Theodora McCormick Quoted in “Trump Picks Antitrust Lawyer to Head FTC, Leaving Uncertain Impact on Consumer Protection”

Natural Products Insider

Theodora McCormick, a Member of the Firm in the Litigation and Health Care and Life Sciences practices, in the firm’s Princeton and Newark offices, was quoted in Natural Products Insider, in “Trump Picks Antitrust Lawyer to Head FTC, Leaving Uncertain Impact on Consumer Protection.”

Following is an excerpt:

The Federal Trade Commission (FTC, or Commission) will likely soon be controlled by a Republican majority, but some lawyers familiar with the agency said they do not expect a sea change in policies impacting consumer protection issues, such as the types of enforcement cases brought against the dietary supplement industry. …

Based on Trump’s pick to lead the Commission, regulatory attorney Theodora McCormick of the law firm Epstein Becker & Green P.C. opined FTC’s focus will be in the antitrust arena.
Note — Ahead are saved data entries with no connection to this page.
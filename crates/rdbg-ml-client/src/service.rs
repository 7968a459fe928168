//! Analysis calls built on a [`ReportModel`].

use std::sync::Arc;

use serde_json::Value;
use tracing::{info, warn};

use rdbg_models::{validate_report, RealityDebugReport};

use crate::error::{MlError, MlResult};
use crate::prompts;
use crate::types::{GenerationRequest, Media, ModelTier, ReportModel};

/// Full and segment analysis over a shared model.
#[derive(Clone)]
pub struct AnalysisService {
    pub(crate) model: Arc<dyn ReportModel>,
}

impl AnalysisService {
    pub fn new(model: Arc<dyn ReportModel>) -> Self {
        Self { model }
    }

    /// Whether the underlying model has its credentials.
    pub fn is_configured(&self) -> bool {
        self.model.is_configured()
    }

    /// Analyse the whole video. The returned value is not validated.
    pub async fn analyze_full(&self, media: &Media, expectation: &str) -> MlResult<Value> {
        let request = GenerationRequest {
            tier: ModelTier::HighFidelity,
            system_instruction: prompts::SYSTEM_INSTRUCTION.to_string(),
            user_prompt: prompts::full_analysis_prompt(expectation),
            media: media.clone(),
        };
        self.model.generate(&request).await
    }

    /// Re-check `[t_start, t_end]` seconds. The model still receives the
    /// whole video; the window is an instruction only. The returned value is
    /// not validated.
    pub async fn analyze_segment(
        &self,
        media: &Media,
        expectation: &str,
        t_start: f64,
        t_end: f64,
    ) -> MlResult<Value> {
        let request = GenerationRequest {
            tier: ModelTier::Fast,
            system_instruction: prompts::SYSTEM_INSTRUCTION.to_string(),
            user_prompt: prompts::segment_analysis_prompt(expectation, t_start, t_end),
            media: media.clone(),
        };
        self.model.generate(&request).await
    }

    /// Segment analysis followed by validation. Exactly one model call; a
    /// schema mismatch is returned as an error, never repaired.
    pub async fn analyze_segment_validated(
        &self,
        media: &Media,
        expectation: &str,
        t_start: f64,
        t_end: f64,
    ) -> MlResult<RealityDebugReport> {
        let value = self.analyze_segment(media, expectation, t_start, t_end).await?;
        match validate_report(&value) {
            Ok(report) => {
                info!(t_start, t_end, "Segment report validated");
                Ok(report)
            }
            Err(violation) => {
                warn!(t_start, t_end, "Segment report failed validation: {}", violation);
                Err(MlError::SchemaMismatch(violation))
            }
        }
    }
}
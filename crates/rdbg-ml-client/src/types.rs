//! Generation request types and Gemini wire format.

use std::sync::Arc;

use async_trait::async_trait;
use serde::{Deserialize, Serialize};
use serde_json::Value;

use crate::error::MlResult;

/// Model quality tier.
#[derive(Debug, Clone, Copy, PartialEq, Eq, Hash)]
pub enum ModelTier {
    /// Full-video analysis and repair.
    HighFidelity,
    /// Time-window re-checks.
    Fast,
}

impl ModelTier {
    pub fn as_str(&self) -> &'static str {
        match self {
            ModelTier::HighFidelity => "high_fidelity",
            ModelTier::Fast => "fast",
        }
    }
}

/// Media sent inline with a generation request.
///
/// The bytes are shared so the repair call can reuse them.
#[derive(Debug, Clone, PartialEq)]
pub struct Media {
    pub mime_type: String,
    pub data: Arc<[u8]>,
}

impl Media {
    pub fn new(mime_type: impl Into<String>, data: impl Into<Arc<[u8]>>) -> Self {
        Self {
            mime_type: mime_type.into(),
            data: data.into(),
        }
    }
}

/// One call to the generation capability.
#[derive(Debug, Clone, PartialEq)]
pub struct GenerationRequest {
    pub tier: ModelTier,
    pub system_instruction: String,
    pub user_prompt: String,
    pub media: Media,
}

/// Something that turns a generation request into parsed JSON.
///
/// Implementations constrain the output to the report schema and parse it,
/// but do not validate it.
#[cfg_attr(test, mockall::automock)]
#[async_trait]
pub trait ReportModel: Send + Sync {
    async fn generate(&self, request: &GenerationRequest) -> MlResult<Value>;

    /// Whether the model has the credentials it needs.
    fn is_configured(&self) -> bool;
}

// ============================================================================
// Gemini wire format
// ============================================================================

/// `generateContent` request body.
#[derive(Debug, Serialize)]
#[serde(rename_all = "camelCase")]
pub(crate) struct GenerateContentRequest<'a> {
    pub system_instruction: Content<'a>,
    pub contents: Vec<Content<'a>>,
    pub generation_config: GenerationConfig<'a>,
}

#[derive(Debug, Serialize)]
pub(crate) struct Content<'a> {
    #[serde(skip_serializing_if = "Option::is_none")]
    pub role: Option<&'static str>,
    pub parts: Vec<Part<'a>>,
}

#[derive(Debug, Serialize)]
#[serde(rename_all = "camelCase")]
pub(crate) enum Part<'a> {
    Text(&'a str),
    InlineData(InlineData<'a>),
}

#[derive(Debug, Serialize)]
#[serde(rename_all = "camelCase")]
pub(crate) struct InlineData<'a> {
    pub mime_type: &'a str,
    /// Base64-encoded media.
    pub data: String,
}

#[derive(Debug, Serialize)]
#[serde(rename_all = "camelCase")]
pub(crate) struct GenerationConfig<'a> {
    pub response_mime_type: &'static str,
    pub response_schema: &'a Value,
}

/// `generateContent` response body.
#[derive(Debug, Deserialize)]
#[serde(rename_all = "camelCase")]
pub(crate) struct GenerateContentResponse {
    #[serde(default)]
    pub candidates: Vec<Candidate>,
    #[serde(default)]
    pub prompt_feedback: Option<PromptFeedback>,
}

#[derive(Debug, Deserialize)]
#[serde(rename_all = "camelCase")]
pub(crate) struct Candidate {
    #[serde(default)]
    pub content: Option<ResponseContent>,
    #[serde(default)]
    pub finish_reason: Option<String>,
}

#[derive(Debug, Deserialize)]
pub(crate) struct ResponseContent {
    #[serde(default)]
    pub parts: Vec<ResponsePart>,
}

#[derive(Debug, Deserialize)]
pub(crate) struct ResponsePart {
    #[serde(default)]
    pub text: Option<String>,
}

#[derive(Debug, Deserialize)]
#[serde(rename_all = "camelCase")]
pub(crate) struct PromptFeedback {
    #[serde(default)]
    pub block_reason: Option<String>,
}

impl GenerateContentResponse {
    /// Concatenated text of the first candidate, or why there is none.
    pub fn into_text(self) -> Result<String, String> {
        let block_reason = self.prompt_feedback.and_then(|f| f.block_reason);

        let Some(candidate) = self.candidates.into_iter().next() else {
            return Err(match block_reason {
                Some(reason) => format!("prompt blocked ({reason})"),
                None => "no candidates".to_string(),
            });
        };

        let text: String = candidate
            .content
            .map(|c| c.parts.into_iter().filter_map(|p| p.text).collect())
            .unwrap_or_default();

        if text.trim().is_empty() {
            return Err(match candidate.finish_reason {
                Some(reason) => format!("empty candidate (finish reason {reason})"),
                None => "empty candidate".to_string(),
            });
        }

        Ok(text)
    }
}
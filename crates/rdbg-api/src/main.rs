//! Axum API server binary.

use std::net::SocketAddr;

use tracing::{error, info, warn};
use tracing_subscriber::{fmt, prelude::*, EnvFilter};

use rdbg_api::{create_router, metrics, ApiConfig, AppState};

#[tokio::main]
async fn main() {
    // Load environment variables
    dotenvy::dotenv().ok();

    // Install rustls crypto provider (required for rustls 0.23+)
    if rustls::crypto::ring::default_provider()
        .install_default()
        .is_err()
    {
        eprintln!("Failed to install rustls crypto provider");
        std::process::exit(1);
    }

    init_tracing();

    info!("Starting rdbg-api");

    // Load configuration
    let config = ApiConfig::from_env();
    info!(
        "API config: host={}, port={}, upload_dir={}",
        config.host,
        config.port,
        config.upload_dir.display()
    );

    if config.is_production() && config.cors_origins.iter().any(|o| o == "*") {
        warn!("CORS allows any origin in production; set CORS_ORIGINS");
    }

    // Create application state
    let state = match AppState::new(config.clone()).await {
        Ok(s) => s,
        Err(e) => {
            error!("Failed to create application state: {}", e);
            std::process::exit(1);
        }
    };

    let metrics_handle = if config.metrics_enabled {
        match metrics::init_metrics() {
            Ok(handle) => {
                info!("Prometheus metrics enabled at /metrics");
                Some(handle)
            }
            Err(e) => {
                error!("Failed to install Prometheus recorder: {}", e);
                std::process::exit(1);
            }
        }
    } else {
        None
    };

    let app = create_router(state, metrics_handle);

    let addr: SocketAddr = match format!("{}:{}", config.host, config.port).parse() {
        Ok(addr) => addr,
        Err(e) => {
            error!("Invalid bind address {}:{}: {}", config.host, config.port, e);
            std::process::exit(1);
        }
    };

    let listener = match tokio::net::TcpListener::bind(addr).await {
        Ok(listener) => listener,
        Err(e) => {
            error!("Failed to bind {}: {}", addr, e);
            std::process::exit(1);
        }
    };

    info!("Listening on {}", addr);

    if let Err(e) = axum::serve(
        listener,
        app.into_make_service_with_connect_info::<SocketAddr>(),
    )
    .with_graceful_shutdown(shutdown_signal())
    .await
    {
        error!("Server error: {}", e);
        std::process::exit(1);
    }

    info!("Server shutdown complete");
}

/// Colored output for dev, JSON when `LOG_FORMAT=json`.
fn init_tracing() {
    let use_json = std::env::var("LOG_FORMAT")
        .map(|v| v.to_lowercase() == "json")
        .unwrap_or(false);

    let env_filter =
        EnvFilter::try_from_default_env().unwrap_or_else(|_| EnvFilter::new("rdbg=info,tower_http=info"));

    if use_json {
        tracing_subscriber::registry()
            .with(fmt::layer().json())
            .with(env_filter)
            .init();
    } else {
        tracing_subscriber::registry()
            .with(
                fmt::layer()
                    .with_ansi(true)
                    .with_target(true)
                    .with_thread_ids(false)
                    .with_file(false)
                    .with_line_number(false),
            )
            .with(env_filter)
            .init();
    }
}

async fn shutdown_signal() {
    if let Err(e) = tokio::signal::ctrl_c().await {
        // Keep serving; the process can still be stopped externally.
        error!("Failed to install CTRL+C handler: {}", e);
        std::future::pending::<()>().await;
    }
    info!("Received shutdown signal");
}
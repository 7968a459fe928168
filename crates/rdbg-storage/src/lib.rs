//! Filesystem blob store for uploaded media.
//!
//! This crate provides:
//! - Blob writes named by a generated upload id plus the original extension
//! - An explicit upload-id index, rebuilt from disk at startup
//! - Blob reads by exact upload id

pub mod error;
pub mod store;

pub use error::{StorageError, StorageResult};
pub use store::{mime_for_extension, StoredUpload, UploadStore};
The Commission is responsible for enforcing antitrust laws to promote competition and protect consumers from anticompetitive business practices and mergers. It also has the responsibility to crack down on deceptive and unfair acts and practices, such as fraudulent weight loss advertisements. …

McCormick, whose experience includes defending dietary supplement companies in advertising disputes with the Commission, echoed Bond’s observations.
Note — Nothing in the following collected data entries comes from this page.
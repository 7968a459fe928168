//! Causal-analysis report models.
//!
//! These types are the single source of truth for the report contract: the
//! generation schema in [`crate::schema`] is derived from them, and the
//! structural validator in [`crate::validate`] decodes into them.
//!
//! Doc comments on these types and their fields end up as `description`
//! entries in the schema the model receives, so they are written as
//! instructions to the model. Developer notes go in `//` comments.
//!
//! A report is built once per analysis call; a segment re-analysis yields a
//! brand-new report that replaces the previous one wholesale.

use schemars::JsonSchema;
use serde::{Deserialize, Serialize};

/// Kind of failure shown in the media.
#[derive(Debug, Clone, Copy, PartialEq, Eq, Hash, Serialize, Deserialize, JsonSchema)]
#[serde(rename_all = "snake_case")]
pub enum Domain {
    CookingFailure,
}

impl Domain {
    /// Every accepted domain, in wire order.
    pub const ALL: [Domain; 1] = [Domain::CookingFailure];

    /// Wire name of the domain.
    pub fn as_str(&self) -> &'static str {
        match self {
            Domain::CookingFailure => "cooking_failure",
        }
    }

    /// Parse a wire name.
    pub fn from_wire(s: &str) -> Option<Self> {
        Self::ALL.into_iter().find(|d| d.as_str() == s)
    }
}

/// Which modality the observation is based on.
#[derive(Debug, Clone, Copy, PartialEq, Eq, Hash, Serialize, Deserialize, JsonSchema)]
#[serde(rename_all = "snake_case")]
pub enum EvidenceType {
    Visual,
    Audio,
    TextLog,
    UserText,
}

impl EvidenceType {
    /// Every accepted evidence type, in wire order.
    pub const ALL: [EvidenceType; 4] = [
        EvidenceType::Visual,
        EvidenceType::Audio,
        EvidenceType::TextLog,
        EvidenceType::UserText,
    ];

    /// Wire name of the evidence type.
    pub fn as_str(&self) -> &'static str {
        match self {
            EvidenceType::Visual => "visual",
            EvidenceType::Audio => "audio",
            EvidenceType::TextLog => "text_log",
            EvidenceType::UserText => "user_text",
        }
    }

    /// Parse a wire name.
    pub fn from_wire(s: &str) -> Option<Self> {
        Self::ALL.into_iter().find(|e| e.as_str() == s)
    }
}

/// What failed, in one sentence.
#[derive(Debug, Clone, PartialEq, Serialize, Deserialize, JsonSchema)]
pub struct Scenario {
    pub domain: Domain,
    /// 1 sentence summary of what went wrong.
    pub failure_summary: String,
}

/// A timestamped observation grounded in the media. No speculation.
#[derive(Debug, Clone, PartialEq, Serialize, Deserialize, JsonSchema)]
pub struct Observation {
    pub t_start_sec: f64,
    pub t_end_sec: f64,
    /// Concrete, visible/audible observation. No speculation.
    pub observation: String,
    pub evidence_type: EvidenceType,
    #[schemars(range(min = 0, max = 1))]
    pub confidence: f64,
}

/// One link in the causal chain from first cause to the observed failure.
#[derive(Debug, Clone, PartialEq, Serialize, Deserialize, JsonSchema)]
pub struct RootCauseStep {
    #[schemars(range(min = 1))]
    pub step: u64,
    pub cause: String,
    /// How this cause leads to the next step; must be specific.
    pub mechanism: String,
    /// Indices into `observations` that support this step.
    #[schemars(length(min = 1))]
    pub linked_observation_indices: Vec<u64>,
    #[schemars(range(min = 0, max = 1))]
    pub confidence: f64,
}

/// A single controlled change and its predicted effect.
#[derive(Debug, Clone, PartialEq, Serialize, Deserialize, JsonSchema)]
pub struct Counterfactual {
    /// Single controlled change.
    pub change: String,
    /// What would differ in the outcome.
    pub predicted_outcome_change: String,
    /// Causal explanation, not generic.
    pub why_it_changes: String,
    #[schemars(range(min = 0, max = 1))]
    pub confidence: f64,
}

/// The smallest fix that would have prevented the failure.
#[derive(Debug, Clone, PartialEq, Serialize, Deserialize, JsonSchema)]
pub struct MinimalIntervention {
    /// Smallest viable fix.
    pub action: String,
    pub why_this_is_minimal: String,
    pub expected_effect: String,
    pub risk_tradeoffs: String,
}

/// Expected versus observed state at one point in the video.
#[derive(Debug, Clone, PartialEq, Serialize, Deserialize, JsonSchema)]
pub struct TimelineEntry {
    pub t_sec: f64,
    pub expected_state: String,
    pub observed_state: String,
    #[schemars(range(min = 0, max = 1))]
    pub divergence_score: f64,
    pub notes: String,
}

/// Causal analysis of why the observed outcome diverged from the expectation.
/// Every claim must be tied to observations from the media.
#[derive(Debug, Clone, PartialEq, Serialize, Deserialize, JsonSchema)]
pub struct RealityDebugReport {
    pub scenario: Scenario,
    #[schemars(length(min = 5))]
    pub observations: Vec<Observation>,
    #[schemars(length(min = 4, max = 10))]
    pub root_cause_chain: Vec<RootCauseStep>,
    #[schemars(length(equal = 3))]
    pub counterfactuals: Vec<Counterfactual>,
    pub minimal_intervention: MinimalIntervention,
    #[schemars(length(min = 6))]
    pub timeline: Vec<TimelineEntry>,
}

impl RealityDebugReport {
    /// Field paths of confidence and divergence scores outside `[0, 1]`.
    ///
    /// The structural validator only checks that scores are numbers; callers
    /// use this to surface out-of-range values without rejecting the report.
    pub fn out_of_range_scores(&self) -> Vec<String> {
        let in_range = |v: f64| (0.0..=1.0).contains(&v);
        let mut paths = Vec::new();

        for (i, obs) in self.observations.iter().enumerate() {
            if !in_range(obs.confidence) {
                paths.push(format!("observations[{i}].confidence"));
            }
        }
        for (i, step) in self.root_cause_chain.iter().enumerate() {
            if !in_range(step.confidence) {
                paths.push(format!("root_cause_chain[{i}].confidence"));
            }
        }
        for (i, cf) in self.counterfactuals.iter().enumerate() {
            if !in_range(cf.confidence) {
                paths.push(format!("counterfactuals[{i}].confidence"));
            }
        }
        for (i, entry) in self.timeline.iter().enumerate() {
            if !in_range(entry.divergence_score) {
                paths.push(format!("timeline[{i}].divergence_score"));
            }
        }

        paths
    }
}
//! Axum HTTP API server.
//!
//! This crate provides:
//! - Video upload into the local upload store
//! - Full and segment analysis endpoints backed by Gemini
//! - Rate limiting and security headers
//! - Prometheus metrics

pub mod config;
pub mod error;
pub mod handlers;
pub mod metrics;
pub mod middleware;
pub mod routes;
pub mod state;

pub use config::ApiConfig;
pub use error::{ApiError, ApiResult};
pub use routes::create_router;
pub use state::{AppState, StartupError};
“I think the FTC is going to have much less of an appetite to try to impose these heightened drug-style clinical trial standards that they had been trying to impose on supplement companies,” the New Jersey-based attorney said in a phone interview. “I just don’t see this new administration having the same appetite for that.”

Under the Obama administration, the Commission proved successful in negotiating consent decrees in which some companies facing the threat of FTC litigation agreed to randomized controlled clinical studies, she observed. On the other hand, McCormick noted the Commission in recent years has lost some high-profile court cases related to advertising disputes with the dietary supplement industry, including an FTC lawsuit filed against Bayer Corp. for allegedly violating a consent decree.

While McCormick pointed out the Commission will always target individuals “making just completely bogus claims,” she added, “[T]his idea of trying to impose these heightened drug-style clinical trials on supplement makers is going to be shelled for the foreseeable future.”